• _TASK DESCRIPTION_
Please retype all of the data below, word for word.

[Stored data entries]
━━━━━━━━━━━━━━━━━━━━
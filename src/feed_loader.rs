use std::io::{self, BufReader};
use std::sync::Arc;
use std::time::Instant;

use async_trait::async_trait;
use futures::TryStreamExt;
use tokio_util::io::{StreamReader, SyncIoBridge};
use tracing::{info, warn};

use crate::feed_error::{FeedError, FeedResult};
use crate::feed_parser::{AtomFeedParser, FeedParser};
use crate::model::{Feed, FeedShape};

/// Fetches one feed URL and turns it into an entity. One attempt, no caching.
#[async_trait]
pub trait FeedLoader: Send + Sync {
    async fn load(&self, url: &str, shape: FeedShape) -> FeedResult<Feed>;
}

#[derive(Clone)]
pub struct HttpFeedLoader {
    inner: reqwest::Client,
    parser: Arc<dyn FeedParser>,
}

impl HttpFeedLoader {
    pub fn new() -> FeedResult<HttpFeedLoader> {
        HttpFeedLoader::with_parser(Arc::new(AtomFeedParser))
    }

    pub fn with_parser(parser: Arc<dyn FeedParser>) -> FeedResult<HttpFeedLoader> {
        let inner = reqwest::Client::builder().build()?;
        Ok(HttpFeedLoader { inner, parser })
    }
}

#[async_trait]
impl FeedLoader for HttpFeedLoader {
    async fn load(&self, url: &str, shape: FeedShape) -> FeedResult<Feed> {
        let started = Instant::now();
        let response = self.inner.get(url).send().await?;

        let status = response.status();
        if !status.is_success() {
            warn!(url, status = status.as_u16(), "feed request rejected");
            return Err(FeedError::RemoteFetch {
                url: url.to_owned(),
                status: status.as_u16(),
            });
        }

        info!(
            url,
            status = status.as_u16(),
            elapsed_ms = started.elapsed().as_millis() as u64,
            "feed response"
        );

        // The parser pulls the body chunk by chunk; the stream is dropped with
        // the parse task on every exit path.
        let body = StreamReader::new(Box::pin(response.bytes_stream().map_err(io::Error::other)));
        let body = SyncIoBridge::new(body);
        let parser = Arc::clone(&self.parser);
        let feed = tokio::task::spawn_blocking(move || {
            let mut reader = BufReader::new(body);
            parser.parse(&mut reader, shape)
        })
        .await??;

        info!(url, elapsed_ms = started.elapsed().as_millis() as u64, "parsed feed");
        Ok(feed)
    }
}
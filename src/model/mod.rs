pub mod gallery;
pub mod photo;
pub mod photo_album;

use std::fmt;
use std::sync::Arc;

use serde::Serialize;

pub use gallery::Gallery;
pub use photo::{GeoPoint, Photo};
pub use photo_album::Album;

/// Which entity a feed URL is expected to produce.
#[derive(Debug, Clone, Copy, PartialEq, Eq)]
pub enum FeedShape {
    Gallery,
    Album,
}

impl fmt::Display for FeedShape {
    fn fmt(&self, f: &mut fmt::Formatter<'_>) -> fmt::Result {
        match self {
            FeedShape::Gallery => write!(f, "gallery"),
            FeedShape::Album => write!(f, "album"),
        }
    }
}

/// A resolved feed. Entities are shared read-only once parsed.
#[derive(Debug, Clone)]
pub enum Feed {
    Gallery(Arc<Gallery>),
    Album(Arc<Album>),
}

impl Feed {
    pub fn shape(&self) -> FeedShape {
        match self {
            Feed::Gallery(_) => FeedShape::Gallery,
            Feed::Album(_) => FeedShape::Album,
        }
    }
}

/// Typed access to the variants of [`Feed`].
pub trait FeedEntity: Sized {
    const SHAPE: FeedShape;

    fn from_feed(feed: Feed) -> Option<Arc<Self>>;
}

impl FeedEntity for Gallery {
    const SHAPE: FeedShape = FeedShape::Gallery;

    fn from_feed(feed: Feed) -> Option<Arc<Self>> {
        match feed {
            Feed::Gallery(gallery) => Some(gallery),
            Feed::Album(_) => None,
        }
    }
}

impl FeedEntity for Album {
    const SHAPE: FeedShape = FeedShape::Album;

    fn from_feed(feed: Feed) -> Option<Arc<Self>> {
        match feed {
            Feed::Album(album) => Some(album),
            Feed::Gallery(_) => None,
        }
    }
}

/// Result of a random highlight pick.
#[derive(Debug, Clone, Serialize)]
pub struct RandomPhotos {
    pub photos: Vec<Photo>,
    pub author: Option<String>,
    pub title: String,
}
━━━━━━━━━━━━━━━━━━━━
• _RESULT BELOW_
filename src/feed_loader.rs
use std::io::{self, BufReader};
use std::sync::Arc;
use std::time::Instant;

use async_trait::async_trait;
use futures::TryStreamExt;
use tokio_util::io::{StreamReader, SyncIoBridge};
use tracing::{info, warn};

use crate::feed_error::{FeedError, FeedResult};
use crate::feed_parser::{AtomFeedParser, FeedParser};
use crate::model::{Feed, FeedShape};

/// Fetches one feed URL and turns it into an entity. One attempt, no caching.
#[async_trait]
pub trait FeedLoader: Send + Sync {
    async fn load(&self, url: &str, shape: FeedShape) -> FeedResult<Feed>;
}

#[derive(Clone)]
pub struct HttpFeedLoader {
    inner: reqwest::Client,
    parser: Arc<dyn FeedParser>,
}

impl HttpFeedLoader {
    pub fn new() -> FeedResult<HttpFeedLoader> {
        HttpFeedLoader::with_parser(Arc::new(AtomFeedParser))
    }

    pub fn with_parser(parser: Arc<dyn FeedParser>) -> FeedResult<HttpFeedLoader> {
        let inner = reqwest::Client::builder().build()?;
        Ok(HttpFeedLoader { inner, parser })
    }
}

#[async_trait]
impl FeedLoader for HttpFeedLoader {
    async fn load(&self, url: &str, shape: FeedShape) -> FeedResult<Feed> {
        let started = Instant::now();
        let response = self.inner.get(url).send().await?;

        let status = response.status();
        if !status.is_success() {
            warn!(url, status = status.as_u16(), "feed request rejected");
            return Err(FeedError::RemoteFetch {
                url: url.to_owned(),
                status: status.as_u16(),
            });
        }

        info!(
            url,
            status = status.as_u16(),
            elapsed_ms = started.elapsed().as_millis() as u64,
            "feed response"
        );

        // The parser pulls the body chunk by chunk; the stream is dropped with
        // the parse task on every exit path.
        let body = StreamReader::new(Box::pin(response.bytes_stream().map_err(io::Error::other)));
        let body = SyncIoBridge::new(body);
        let parser = Arc::clone(&self.parser);
        let feed = tokio::task::spawn_blocking(move || {
            let mut reader = BufReader::new(body);
            parser.parse(&mut reader, shape)
        })
        .await??;

        info!(url, elapsed_ms = started.elapsed().as_millis() as u64, "parsed feed");
        Ok(feed)
    }
}
filename src/model/mod.rs
pub mod gallery;
pub mod photo;
pub mod photo_album;

use std::fmt;
use std::sync::Arc;

use serde::Serialize;

pub use gallery::Gallery;
pub use photo::{GeoPoint, Photo};
pub use photo_album::Album;

/// Which entity a feed URL is expected to produce.
#[derive(Debug, Clone, Copy, PartialEq, Eq)]
pub enum FeedShape {
    Gallery,
    Album,
}

impl fmt::Display for FeedShape {
    fn fmt(&self, f: &mut fmt::Formatter<'_>) -> fmt::Result {
        match self {
            FeedShape::Gallery => write!(f, "gallery"),
            FeedShape::Album => write!(f, "album"),
        }
    }
}

/// A resolved feed. Entities are shared read-only once parsed.
#[derive(Debug, Clone)]
pub enum Feed {
    Gallery(Arc<Gallery>),
    Album(Arc<Album>),
}

impl Feed {
    pub fn shape(&self) -> FeedShape {
        match self {
            Feed::Gallery(_) => FeedShape::Gallery,
            Feed::Album(_) => FeedShape::Album,
        }
    }
}

/// Typed access to the variants of [`Feed`].
pub trait FeedEntity: Sized {
    const SHAPE: FeedShape;

    fn from_feed(feed: Feed) -> Option<Arc<Self>>;
}

impl FeedEntity for Gallery {
    const SHAPE: FeedShape = FeedShape::Gallery;

    fn from_feed(feed: Feed) -> Option<Arc<Self>> {
        match feed {
            Feed::Gallery(gallery) => Some(gallery),
            Feed::Album(_) => None,
        }
    }
}

impl FeedEntity for Album {
    const SHAPE: FeedShape = FeedShape::Album;

    fn from_feed(feed: Feed) -> Option<Arc<Self>> {
        match feed {
            Feed::Album(album) => Some(album),
            Feed::Gallery(_) => None,
        }
    }
}

/// Result of a random highlight pick.
#[derive(Debug, Clone, Serialize)]
pub struct RandomPhotos {
    pub photos: Vec<Photo>,
    pub author: Option<String>,
    pub title: String,
}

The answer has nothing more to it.